Con la sentenza in esame la Corte di Cassazione ribadisce, in conformità al proprio consolidato indirizzo, che la complessa articolazione della struttura organizzativa di una società quotata non possa comportare l’esclusione o il semplice affievolimento del potere-dovere di controllo riconducibile a ciascuno dei componenti del collegio sindacale. Questi ultimi, in caso di accertate carenze delle procedure aziendali predisposte per la corretta gestione societaria, sono dunque sanzionabili a titolo di concorso omissivo “quoad functione”.
Nel caso di specie (relativo al perfezionamento di una serie di rilevanti operazioni con parti correlate poste in essere dalla società con i propri azionisti di riferimento), la Consob aveva infatti irrogato nei confronti dei ricorrenti delle sanzioni amministrative pecuniarie, ravvisando una serie di violazioni dei doveri di vigilanza di cui all’art. 149, comma 1, del TUF.

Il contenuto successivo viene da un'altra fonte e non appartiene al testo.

// SPDX-License-Identifier: MPL-2.0

pub mod error;
pub mod markup;
pub mod rotation;
pub mod sink;
pub mod slot;
pub mod stylesheet;
pub mod switcher;
pub mod timer_source;

pub use bg_switcher_config::{BACKGROUND_COUNT, Config, Container, DEFAULT_INDEX, Options};
pub use error::SwitcherError;
pub use rotation::{ManualClock, RotationHost, RotationScheduler, RotationToken};
pub use sink::{Display, MemorySink, PresentationChange, PresentationSink, SinkError};
pub use slot::SwitcherSlot;
pub use stylesheet::Stylesheet;
pub use switcher::BackgroundSwitcher;
pub use timer_source::CalloopScheduler;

In relazione ai vari motivi di ricorso proposti, la Suprema Corte rigetta innanzitutto l’eccezione di decadenza della Consob dal proprio potere sanzionatorio per decorrenza del termine, giustificata dai ricorrenti con la circostanza che, nonostante le informazioni relative agli illeciti contestati fossero state acquisite nel 2010, si fosse proceduto alla contestazione formale solo nel dicembre 2012 (quando l’art. 195 TUF prevede invece, come termine di contestazione, 180 giorni dall’accertamento dell’illecito qualora l’interessato abbia sede o residenza in Italia).
In merito, i Supremi Giudici rilevano infatti che il momento dal quale decorre il termine ex art 195 TUF non coincide necessariamente né con il giorno in cui è terminata l’attività ispettiva, né con quello in cui è stata depositata la relazione della relativa indagine. La constatazione di un fatto mediante indagini non comporta dunque, di per sé, l’accertamento del medesimo. Ne consegue che il momento in cui ragionevolmente la contestazione si tradurrà in accertamento deve essere individuato a seconda della particolarità dei singoli casi. Con riguardo al caso di specie, la Corte di Cassazione ha in particolare ritenuto che la complessità del materiale acquisito giustificasse il decorso di un lasso di tempo ragionevole tra l’acquisizione degli elementi probatori e l’”accertamento” come dies a qua per la contestazione.
In secondo luogo, i Supremi Giudici si soffermano su degli ulteriori motivi di impugnazione, in virtù dei quali la responsabilità dei sindaci debba ritenersi esclusa o quantomeno limitata qualora la loro azione fosse stata caratterizzata dalla mancata conoscenza di atti gestori non risultanti dalla documentazione sociale e dalla complessità dell’organizzazione societaria del gruppo del quale la società quotata, nel caso di specie, era posta al vertice.
Non varrebbe infatti ad escludere la responsabilità dei sindaci l’adempimento solo parziale, da parte degli amministratori, degli obblighi informativi a loro carico: l’obbligo di vigilanza, infatti, comporta un monitoraggio concreto e costante della gestione, ben potendo i sindaci, in presenza di informazioni insufficienti da parte degli amministratori, attivarsi autonomamente per acquisire i dati mancanti attraverso l’esercizio di poteri di indagine propri.
Di conseguenza, i Supremi Giudici rilevano come al collegio sindacale siano attribuiti dei compiti di vigilanza essenziali, che proprio attraverso l’adempimento del dovere di segnalare a Consob le irregolarità riscontrate consentono altresì a tale organo di attivare la tutela di interessi di natura pubblica, tramite l’azione della Commissione.